Seaport in Jiangsu Province, China

The Port of Lianyungang (连云港港) is a major international seaport located on the western shore of the Pacific Ocean, along the coast of the Yellow Sea in eastern China. Situated in Lianyungang, Jiangsu Province, the port lies within a 500-nautical-mile radius of major ports in South Korea and Japan, making it a vital maritime hub in Northeast Asia.

== History ==
The port traces its origins to 1905 with the opening of Dapu Port. Official construction of the Port of Lianyungang began in July 1933. Following the liberation of Lianyungang in 1948, the port was in disrepair and subsequently underwent multiple reconstruction efforts. By 1959, the port had seven berths under 5,000 DWT. Administrative control shifted several times, and in 1961, the Lianyungang Port Administration was placed under the Ministry of Transport.

On February 27, 1973, Premier Zhou Enlai issued a directive to transform the port within three years. Subsequently, a national leadership group led by Su Yu and Gu Mu was formed to oversee port development. A provincial command unit was established in June 1973 to coordinate all construction efforts. Major modernization projects were completed in the 1980s, including the reconstruction of the old port area and core infrastructure. In 2017, the revised master plan for the Xuwei Port Area received formal approval, and new construction commenced on secondary navigation channels.

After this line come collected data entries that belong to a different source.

//! Page layout and pixel decoding for uncompressed strips.

use binrw::{
    io::{Read, Seek, SeekFrom},
    Endian,
};

use crate::data::image::{Dimensions, DimensionsError};
use crate::tiff::{IFD, Tag, TiffTagID};
use crate::MetricsError;

/// TIFF SampleFormat values
#[derive(Debug, Clone, Copy, PartialEq, Eq)]
pub enum SampleFormat {
    Unsigned,
    Signed,
    Float,
}

impl SampleFormat {
    pub fn from_code(code : u64) -> Result<SampleFormat, MetricsError> {
        match code {
            1 => Ok(SampleFormat::Unsigned),
            2 => Ok(SampleFormat::Signed),
            3 => Ok(SampleFormat::Float),
            other => Err(MetricsError::Format(format!("Unsupported SampleFormat {}", other))),
        }
    }

    pub fn code(&self) -> u16 {
        match self {
            SampleFormat::Unsigned => 1,
            SampleFormat::Signed => 2,
            SampleFormat::Float => 3,
        }
    }
}

/// Everything needed to turn one page's strips into samples.
/// Two pages with equal layouts can be stacked.
#[derive(Debug, Clone, PartialEq)]
pub struct PageLayout {
    pub dims : Dimensions,
    pub samples : usize,
    pub bits : u16,
    pub format : SampleFormat,
    /// `PlanarConfiguration == 2`: one plane per sample
    pub planar : bool,
}

/// All values of a multi-valued tag must agree (BitsPerSample,
/// SampleFormat), so collapse them to one.
fn uniform_value<I : IFD, R : Read + Seek>(
    ifd : &I,
    tag_id : TiffTagID,
    reader : &mut R,
    endian : Endian,
    default : u64,
    ) -> Result<u64, MetricsError> {
    let Some(tag) = ifd.get_tag(tag_id) else { return Ok(default) };
    let values = tag.values(reader, endian)?;
    match values.split_first() {
        None => Ok(default),
        Some((first, rest)) if rest.iter().all(|v| v == first) => Ok(*first),
        Some(_) => Err(MetricsError::Format(format!("Mixed {} values {:?}", tag_id, values))),
    }
}

impl PageLayout {
    pub fn from_ifd<I : IFD, R : Read + Seek>(ifd : &I, reader : &mut R, endian : Endian)
        -> Result<PageLayout, MetricsError> {
        let dims = ifd.dimensions(endian)
            .ok_or_else(|| MetricsError::Format("Page has no width or height".into()))?;

        if ifd.get_tag(TiffTagID::TileWidth).is_some() {
            return Err(MetricsError::Format("Tiled TIFF pages are not supported".into()));
        }
        let compression = ifd.value_or(TiffTagID::Compression, endian, 1)?;
        if compression != 1 {
            return Err(MetricsError::Format(
                format!("Compressed TIFF pages are not supported (Compression = {})", compression)
            ));
        }

        let samples = ifd.value_or(TiffTagID::SamplesPerPixel, endian, 1)? as usize;
        let bits = uniform_value(ifd, TiffTagID::BitsPerSample, reader, endian, 1)? as u16;
        let format = SampleFormat::from_code(
            uniform_value(ifd, TiffTagID::SampleFormat, reader, endian, 1)?
        )?;
        let planar = ifd.value_or(TiffTagID::PlanarConfiguration, endian, 1)? == 2 && samples > 1;

        Ok(PageLayout { dims, samples, bits, format, planar })
    }

    pub fn bytes_per_sample(&self) -> usize {
        (self.bits / 8) as usize
    }

    /// Bytes of pixel data in one page. Fails on sizes that do
    /// not fit in a `u64`.
    pub fn page_bytes(&self) -> Result<u64, MetricsError> {
        self.dims.num_pixels()
            .and_then(|n| n.checked_mul(self.samples as u64))
            .and_then(|n| n.checked_mul(self.bytes_per_sample() as u64))
            .ok_or_else(|| MetricsError::Format(format!(
                "Page of {} x {} x {} samples is too large", self.dims.xdim, self.dims.ydim, self.samples
            )))
    }

    /// Shape of one page: `(Y, X)`, `(Y, X, S)` or `(S, Y, X)`
    pub fn page_shape(&self) -> Vec<usize> {
        let (y, x) = self.dims.to_tuple();
        let (y, x) = (y as usize, x as usize);
        match (self.samples > 1, self.planar) {
            (false, _) => vec![y, x],
            (true, false) => vec![y, x, self.samples],
            (true, true) => vec![self.samples, y, x],
        }
    }
}

/// Reads the strips of a page back to back. Stops at the end of
/// the stream, so the result can be shorter than `counts` claims.
///
/// ## Arguments
///
/// * `offsets` - StripOffsets of the page
/// * `counts` - StripByteCounts of the page
#[binrw::parser(reader)]
pub fn read_strips(offsets : &[u64], counts : &[u64]) -> binrw::BinResult<Vec<u8>> {
    let mut data = Vec::new();
    for (&offset, &count) in offsets.iter().zip(counts.iter()) {
        reader.seek(SeekFrom::Start(offset))?;
        let read = (&mut *reader).take(count).read_to_end(&mut data)?;
        if (read as u64) < count {
            break;
        }
    }
    Ok(data)
}

/// Decodes a run of `$t` samples in the file's byte order
macro_rules! decode_as {
    ($bytes : expr, $t : ty, $endian : expr, $out : expr) => {
        $out.extend($bytes.chunks_exact(std::mem::size_of::<$t>()).map(|chunk| {
            let mut buf = [0u8; std::mem::size_of::<$t>()];
            buf.copy_from_slice(chunk);
            (match $endian {
                Endian::Little => <$t>::from_le_bytes(buf),
                Endian::Big => <$t>::from_be_bytes(buf),
            }) as f64
        }))
    };
}

/// Decodes raw sample bytes into `f64`, appending to `out`.
pub fn decode_samples(
    bytes : &[u8],
    layout : &PageLayout,
    endian : Endian,
    out : &mut Vec<f64>,
    ) -> Result<(), MetricsError> {
    match (layout.format, layout.bits) {
        (SampleFormat::Unsigned, 8) => decode_as!(bytes, u8, endian, out),
        (SampleFormat::Unsigned, 16) => decode_as!(bytes, u16, endian, out),
        (SampleFormat::Unsigned, 32) => decode_as!(bytes, u32, endian, out),
        (SampleFormat::Unsigned, 64) => decode_as!(bytes, u64, endian, out),
        (SampleFormat::Signed, 8) => decode_as!(bytes, i8, endian, out),
        (SampleFormat::Signed, 16) => decode_as!(bytes, i16, endian, out),
        (SampleFormat::Signed, 32) => decode_as!(bytes, i32, endian, out),
        (SampleFormat::Signed, 64) => decode_as!(bytes, i64, endian, out),
        (SampleFormat::Float, 32) => decode_as!(bytes, f32, endian, out),
        (SampleFormat::Float, 64) => decode_as!(bytes, f64, endian, out),
        (format, bits) => return Err(MetricsError::Format(
            format!("Unsupported sample type: {:?} with {} bits", format, bits)
        )),
    }
    Ok(())
}

/// Reads one page into `out`. Strips may carry padding past the
/// end of the image, which is dropped.
pub fn load_page<I : IFD, R : Read + Seek>(
    ifd : &I,
    layout : &PageLayout,
    reader : &mut R,
    endian : Endian,
    out : &mut Vec<f64>,
    ) -> Result<(), MetricsError> {
    let offsets = ifd.get_tag(TiffTagID::StripOffsets)
        .ok_or_else(|| MetricsError::Format("Strip offsets not found".into()))?
        .values(reader, endian)?;
    let counts = ifd.get_tag(TiffTagID::StripByteCounts)
        .ok_or_else(|| MetricsError::Format("Strip byte counts not found".into()))?
        .values(reader, endian)?;
    if offsets.len() != counts.len() {
        return Err(MetricsError::Format(
            format!("{} strip offsets but {} byte counts", offsets.len(), counts.len())
        ));
    }

    let mut data = read_strips(reader, endian, (offsets.as_slice(), counts.as_slice()))?;
    let expected = layout.page_bytes()?;
    if (data.len() as u64) < expected {
        return Err(DimensionsError::ByteCount { expected, found : data.len() as u64 }.into());
    }
    data.truncate(expected as usize);
    decode_samples(&data, layout, endian, out)
}
use std::path::PathBuf;

use anyhow::Context;
use clap::Parser;

use nuclei_metrics::{analyze, parse_properties, Analysis, AxisOrder, DEFAULT_PROPERTIES};

/// Measures labeled nuclei in a microscopy image and writes
/// one row per nucleus to `nuclei_analysis_<image>.xlsx`.
///
/// # Example
///
/// ```
/// nuclei-metrics --image_path cells.tif --label_path labels.tif \
///     --image_axes CZYX --properties label,area,mean_intensity
/// ```
#[derive(Parser, Debug)]
#[command(author, version, about, long_about = None)]
struct Args {
    /// Intensity image (TIFF stack or common raster format)
    #[arg(long = "image_path", visible_alias = "image-path", value_name = "FILE")]
    image_path : PathBuf,

    /// Label image (TIFF stack), 0 is background
    #[arg(long = "label_path", visible_alias = "label-path", value_name = "FILE")]
    label_path : PathBuf,

    /// Axis order of the image file, e.g. ZYXC. Overrides ImageJ metadata
    #[arg(long = "image_axes", visible_alias = "image-axes", value_name = "AXES")]
    image_axes : Option<AxisOrder>,

    /// Axis order of the label file, e.g. ZYX. Overrides ImageJ metadata
    #[arg(long = "label_axes", visible_alias = "label-axes", value_name = "AXES")]
    label_axes : Option<AxisOrder>,

    /// Where to write the spreadsheet
    #[arg(long = "output_dir", visible_alias = "output-dir", default_value = ".", value_name = "DIR")]
    output_dir : PathBuf,

    /// Comma-separated region properties to measure
    #[arg(long, value_delimiter = ',', default_values = DEFAULT_PROPERTIES, value_name = "NAMES")]
    properties : Vec<String>,
}

fn main() -> anyhow::Result<()> {
    env_logger::Builder::from_env(env_logger::Env::default().default_filter_or("info")).init();
    let args = Args::parse();

    let mut analysis = Analysis::new(&args.image_path, &args.label_path);
    analysis.image_axes = args.image_axes;
    analysis.label_axes = args.label_axes;
    analysis.output_dir = args.output_dir;
    analysis.properties = parse_properties(&args.properties)
        .context("Invalid --properties")?;

    let written = analyze(&analysis).with_context(|| format!(
        "Failed to analyze {} with labels {}",
        args.image_path.display(),
        args.label_path.display(),
    ))?;
    println!("{}", written.display());
    Ok(())
}

#[cfg(test)]
mod tests {
    use super::*;

    fn parse(extra : &[&str]) -> Result<Args, clap::Error> {
        let base = ["nuclei-metrics", "--image_path", "cells.tif", "--label_path", "labels.tif"];
        Args::try_parse_from(base.iter().chain(extra.iter()).copied())
    }

    #[test]
    fn defaults() {
        let args = parse(&[]).unwrap();
        assert_eq!(args.image_path, PathBuf::from("cells.tif"));
        assert_eq!(args.label_path, PathBuf::from("labels.tif"));
        assert!(args.image_axes.is_none() && args.label_axes.is_none());
        assert_eq!(args.output_dir, PathBuf::from("."));
        assert_eq!(args.properties, DEFAULT_PROPERTIES.to_vec());
    }

    #[test]
    fn kebab_case_aliases() {
        let args = Args::try_parse_from([
            "nuclei-metrics",
            "--image-path", "a.tif",
            "--label-path", "b.tif",
            "--image-axes", "czyx",
            "--label-axes", "ZYX",
            "--output-dir", "results",
        ]).unwrap();
        assert_eq!(args.image_path, PathBuf::from("a.tif"));
        assert_eq!(args.image_axes.unwrap().to_string(), "CZYX");
        assert_eq!(args.label_axes.unwrap().to_string(), "ZYX");
        assert_eq!(args.output_dir, PathBuf::from("results"));
    }

    #[test]
    fn properties_split_on_commas() {
        let args = parse(&["--properties", "label,area,max_intensity"]).unwrap();
        assert_eq!(args.properties, vec!["label", "area", "max_intensity"]);

        let props = parse_properties(&args.properties).unwrap();
        assert_eq!(props.len(), 3);
        assert!(parse_properties(&parse(&["--properties", "label,solidity"]).unwrap().properties).is_err());
    }

    #[test]
    fn bad_axes_and_missing_paths_are_rejected() {
        assert!(parse(&["--image_axes", "ZZY"]).is_err());
        assert!(parse(&["--label_axes", "Z1X"]).is_err());
        assert!(Args::try_parse_from(["nuclei-metrics", "--image_path", "cells.tif"]).is_err());
    }
}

In March 2021, the Port of Lianyungang was officially designated as an international hub seaport by national authorities. In August 2022, Jiangsu's first 300,000 DWT-class deep-water channel was completed, and full operational use began in September. By December 2023, the second phase of the channel passed final inspection.
In July 2024, China COSCO Shipping launched its Northwest America route from the port. In September, the first national open-top container grain train was loaded at the port. Expansion and reconstruction of the port's 300,000-ton channel officially began in November. The Xuwei crude oil terminal was completed in November 2024, and the area passed national inspection for expanded port opening in December.

As of March 2025, the Ministry of Transport approved the use of deep-water shoreline for the reconstruction of Berths 25–27 in Miaoling, Lianyungang Port Area. On April 17, a new route to Indonesia (Lianyungang–Balikpapan–Jakarta) was inaugurated.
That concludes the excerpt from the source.